1. During the second half of this year, U.S. growth is expected to remain unchanged, at about 1.7%.
2. Global growth is expected to be 3.0%, if Europe doesn’t “blow up.”
3. While they think Europe will instead “muddle through,” it remains the biggest risk.
4. Led by lower oil prices, inflation risks have weakened and remain moderate.
5. European growth will improve from a negative 0.3% this year to a positive 1.0%, a big change!
6. Growth in Japan will decrease from 2.4% this year to only 1.2% next year, another big change!
7. Russia continues to slow from 4.3% last year, to 3.4% this year, and 3.0% next year.
8. Mexico’s growth of 4.8% this year is expected to slow to 4.4% next year.
My first thought is that I wish I could be as sanguine about the ability of Europe to “muddle through.” While there is likely at least a 51% probability it will, the consequences of a “blow up” are huge.
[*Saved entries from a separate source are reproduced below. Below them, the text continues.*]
//! Static module registry.
//!
//! Codecs, destinations and hooks are compiled in and registered here at
//! startup. Each module declares the options it understands so the option
//! validator can flag unknown, duplicate and disabled-module keys.

use std::collections::BTreeMap;
use std::sync::Arc;

use crate::controller::options::{EngineOptions, OptionKind, OptionSpec};
use crate::destination::{Destination, LocalDestination, MemoryDestination};
use crate::utils::errors::{EngineError, Result};
use crate::volume::{TarVolumeCodec, VolumeCodec, TAG_TAR, TAG_TAR_ZSTD};

pub const CORE_MODULE: &str = "core";
pub const TAR_MODULE: &str = "tar";
pub const HOOK_MODULE: &str = "command-hook";

#[derive(Debug, Clone, Copy, PartialEq, Eq)]
pub enum ModuleKind {
    Core,
    Codec,
    Destination,
    Hook,
}

#[derive(Debug, Clone)]
pub struct ModuleInfo {
    pub name: &'static str,
    pub kind: ModuleKind,
    pub options: Vec<OptionSpec>,
}

pub struct ModuleRegistry {
    modules: Vec<ModuleInfo>,
    /// Compression tag -> (owning module, codec)
    codecs: BTreeMap<&'static str, (&'static str, Arc<dyn VolumeCodec>)>,
}

impl ModuleRegistry {
    pub fn builtin() -> Self {
        let mut codecs: BTreeMap<&'static str, (&'static str, Arc<dyn VolumeCodec>)> = BTreeMap::new();
        codecs.insert(TAG_TAR_ZSTD, (TAR_MODULE, Arc::new(TarVolumeCodec::zstd())));
        codecs.insert(TAG_TAR, (TAR_MODULE, Arc::new(TarVolumeCodec::plain())));

        Self {
            modules: vec![
                ModuleInfo {
                    name: CORE_MODULE,
                    kind: ModuleKind::Core,
                    options: core_options(),
                },
                ModuleInfo {
                    name: TAR_MODULE,
                    kind: ModuleKind::Codec,
                    options: vec![OptionSpec::new(
                        "zstd-level",
                        OptionKind::Integer,
                        "zstd compression level for new volumes",
                    )
                    .default_value("3")],
                },
                ModuleInfo {
                    name: "file",
                    kind: ModuleKind::Destination,
                    options: vec![],
                },
                ModuleInfo {
                    name: "memory",
                    kind: ModuleKind::Destination,
                    options: vec![],
                },
                ModuleInfo {
                    name: HOOK_MODULE,
                    kind: ModuleKind::Hook,
                    options: vec![
                        OptionSpec::new(
                            "run-script-after",
                            OptionKind::String,
                            "shell command run after every operation",
                        ),
                        OptionSpec::new(
                            "run-script-timeout",
                            OptionKind::Integer,
                            "seconds before a hook command is killed",
                        )
                        .default_value("300"),
                        OptionSpec::new(
                            "temp-dir",
                            OptionKind::Path,
                            "scratch directory, exported to hook commands as BACKUP_ENGINE_TEMP_DIR",
                        ),
                    ],
                },
            ],
            codecs,
        }
    }

    /// Register an additional module.
    pub fn with_module(mut self, module: ModuleInfo) -> Self {
        self.modules.push(module);
        self
    }

    pub fn modules(&self) -> impl Iterator<Item = &ModuleInfo> {
        self.modules.iter()
    }

    pub fn module(&self, name: &str) -> Option<&ModuleInfo> {
        self.modules.iter().find(|m| m.name == name)
    }

    pub fn codec_tags(&self) -> impl Iterator<Item = &'static str> + '_ {
        self.codecs.keys().copied()
    }

    /// Codec able to read volumes carrying `tag`.
    pub fn codec(&self, tag: &str, options: &EngineOptions) -> Result<Arc<dyn VolumeCodec>> {
        match self.codecs.get(tag) {
            Some((module, _)) if options.disabled_modules.contains(*module) => Err(EngineError::Config(
                format!("codec for '{tag}' belongs to disabled module '{module}'"),
            )),
            Some((_, codec)) => Ok(codec.clone()),
            None => Err(EngineError::Codec(format!("no codec registered for tag '{tag}'"))),
        }
    }

    /// Codec used to write new volumes, configured from options.
    pub fn writer_codec(&self, options: &EngineOptions) -> Result<Arc<dyn VolumeCodec>> {
        if options.disabled_modules.contains(TAR_MODULE) {
            return Err(EngineError::Config(format!(
                "compression '{}' belongs to disabled module '{TAR_MODULE}'",
                options.compression
            )));
        }
        match options.compression.as_str() {
            TAG_TAR_ZSTD => Ok(Arc::new(TarVolumeCodec::zstd_with_level(options.zstd_level))),
            TAG_TAR => Ok(Arc::new(TarVolumeCodec::plain())),
            other => Err(EngineError::Config(format!("unknown compression '{other}'"))),
        }
    }

    /// Open a destination by URL scheme. A bare path means `file://`.
    pub async fn open_destination(&self, url: &str) -> Result<Arc<dyn Destination>> {
        let scheme = url.split_once("://").map(|(s, _)| s).unwrap_or("file");
        match scheme {
            "file" => Ok(Arc::new(LocalDestination::from_url(url).await?)),
            "memory" => Ok(Arc::new(MemoryDestination::new())),
            other => Err(EngineError::Config(format!("unsupported destination scheme '{other}'"))),
        }
    }
}

fn core_options() -> Vec<OptionSpec> {
    use OptionKind::*;
    vec![
        OptionSpec::new("backup-prefix", String, "prefix of every remote object name")
            .default_value("backup")
            .aliases(&["prefix"]),
        OptionSpec::new("volume-size", Size, "upper bound of stored file bytes per volume, before archive framing")
            .default_value("50mb")
            .aliases(&["dblock-size"]),
        OptionSpec::new("volsize", Size, "upper bound of stored file bytes per volume, before archive framing")
            .deprecated("use volume-size"),
        OptionSpec::new("total-size", Size, "stop the backup after uploading this many bytes"),
        OptionSpec::new("full", Boolean, "force a full backup").default_value("false"),
        OptionSpec::new("full-if-older-than", Duration, "force a full when the latest full is older"),
        OptionSpec::new("allow-missing-source", Boolean, "warn instead of failing on missing sources")
            .default_value("false")
            .aliases(&["allow-missing-sources"]),
        OptionSpec::new("compression", Enumeration(&[TAG_TAR_ZSTD, TAG_TAR]), "codec for new volumes")
            .default_value(TAG_TAR_ZSTD),
        OptionSpec::new("block-size", Size, "rsync signature block size").default_value("4kb"),
        OptionSpec::new("include", String, "comma separated glob patterns to include"),
        OptionSpec::new("exclude", String, "comma separated glob patterns to exclude"),
        OptionSpec::new("overwrite", Boolean, "overwrite differing files on restore").default_value("false"),
        OptionSpec::new("force", Boolean, "perform deletions instead of a dry run").default_value("false"),
        OptionSpec::new("temp-dir", Path, "scratch directory for restore and compact"),
        OptionSpec::new("disable-module", String, "comma separated modules to disable"),
    ]
}

#[cfg(test)]
mod tests {
    use super::*;

    #[test]
    fn test_codec_lookup() {
        let registry = ModuleRegistry::builtin();
        let options = EngineOptions::default();
        assert_eq!(registry.codec("tzst", &options).unwrap().tag(), "tzst");
        assert_eq!(registry.codec("tar", &options).unwrap().tag(), "tar");
        assert!(registry.codec("zip", &options).is_err());
        assert_eq!(registry.codec_tags().collect::<Vec<_>>(), vec!["tar", "tzst"]);
    }

    #[test]
    fn test_disabled_codec_module() {
        let registry = ModuleRegistry::builtin();
        let mut options = EngineOptions::default();
        options.disabled_modules.insert(TAR_MODULE.to_string());
        assert!(registry.codec("tzst", &options).is_err());
        assert!(registry.writer_codec(&options).is_err());
    }

    #[tokio::test]
    async fn test_open_destination_by_scheme() {
        let registry = ModuleRegistry::builtin();
        let dir = tempfile::TempDir::new().unwrap();
        let local = registry
            .open_destination(&format!("file://{}", dir.path().display()))
            .await
            .unwrap();
        assert!(local.id().starts_with("file://"));
        assert!(registry.open_destination("memory://").await.unwrap().id().starts_with("memory://"));
        assert!(registry.open_destination("ftp://host/x").await.is_err());
    }
}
It is a potential cost that is disproportionate to the probability of it happening.
Second, while the immigration debate continues in this country, it seems less relevant today. The number of illegals coming from Mexico has now reversed. Many of those already here are returning to Mexico, whose economy is growing twice as much as ours. In addition, the birth rate in Mexico has plummeted; thanks to the now-legalized family-planning clinics. Indeed, we now have more Asians entering the U.S. than Mexicans.
Lastly, I remember the years of the Cold War when we breathlessly compared our GDP growth with Russia, as if it settled some argument about either communism or capitalism. That argument is over: Capitalism won! But, who is more capitalistic? The U.S. or China?